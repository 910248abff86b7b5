//! Deterministic, fixed-capacity FIFO queues over caller-owned memory.
//!
//! This crate provides a ring buffer engine for environments where heap
//! allocation, recursion, and non-deterministic library calls are off the
//! table: kernels, interrupt handlers, firmware, and safety-critical code.
//! The engine never allocates and never frees. It only keeps indices into
//! memory that the caller lends it for the lifetime of the binding.
//!
//! # Overview
//!
//! Three front-ends share one index state machine ([`index::RingIndex`]):
//!
//! - [`raw::RawQueue`] - a byte-oriented, type-agnostic queue bound to a
//!   borrowed `&mut [u8]`. Every element is an opaque span of
//!   `element_size` bytes, so one engine serves any fixed-size element type.
//! - [`queue::Queue`] - a strongly-typed queue bound to a borrowed `&mut [T]`.
//! - [`array::ArrayQueue`] - a strongly-typed queue with inline storage of
//!   compile-time capacity, suitable for `static` placement.
//!
//! The [`api`] module exposes the classic status-returning entry points
//! (`init`, `push`, `pop`, `is_empty`, `is_full`) on top of [`raw::RawQueue`],
//! with absent references expressed as `None`.
//!
//! # Capacity
//!
//! Unlike a two-index ring buffer, the element count is tracked separately
//! from the head and tail indices, so every slot is usable: a queue with
//! capacity `N` holds exactly `N` elements.
//!
//! # Concurrency
//!
//! There is no internal synchronization. Every operation completes in time
//! bounded by the element size and either mutates the queue or fails without
//! touching it. Callers that share a queue between contexts must serialize
//! access themselves.
//!
//! # Examples
//!
//! ## Byte-oriented queue
//!
//! ```
//! use planck_queue::raw::RawQueue;
//!
//! let mut storage = [0u8; 3 * 4];
//! let mut q = RawQueue::new(&mut storage, 4, 3).unwrap();
//!
//! q.push(&10i32.to_ne_bytes()).unwrap();
//! q.push(&20i32.to_ne_bytes()).unwrap();
//!
//! let mut out = [0u8; 4];
//! q.pop(&mut out).unwrap();
//! assert_eq!(i32::from_ne_bytes(out), 10);
//! assert_eq!(q.len(), 1);
//! ```
//!
//! ## Typed queue
//!
//! ```
//! use planck_queue::queue::Queue;
//! use planck_queue::QueueError;
//!
//! let mut storage = [0u32; 2];
//! let mut q = Queue::new(&mut storage).unwrap();
//!
//! q.push(1).unwrap();
//! q.push(2).unwrap();
//! assert_eq!(q.push(3), Err(QueueError::Full));
//! assert_eq!(q.pop(), Ok(1));
//! ```
//!
//! # Features
//!
//! - `defmt`: implements `defmt::Format` for [`QueueError`] and [`Status`].

#![cfg_attr(not(test), no_std)]

pub mod api;
pub mod array;
pub mod bytes;
pub mod error;
pub mod index;
pub mod queue;
pub mod raw;

pub use array::ArrayQueue;
pub use error::{QueueError, Status};
pub use queue::Queue;
pub use raw::RawQueue;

Problem:
Exactly the lines from the one containing "pub mod raw;" through the end of the listing above, inclusive, are to be written out, and no others.

Response box:
pub mod raw;

pub use array::ArrayQueue;
pub use error::{QueueError, Status};
pub use queue::Queue;
pub use raw::RawQueue;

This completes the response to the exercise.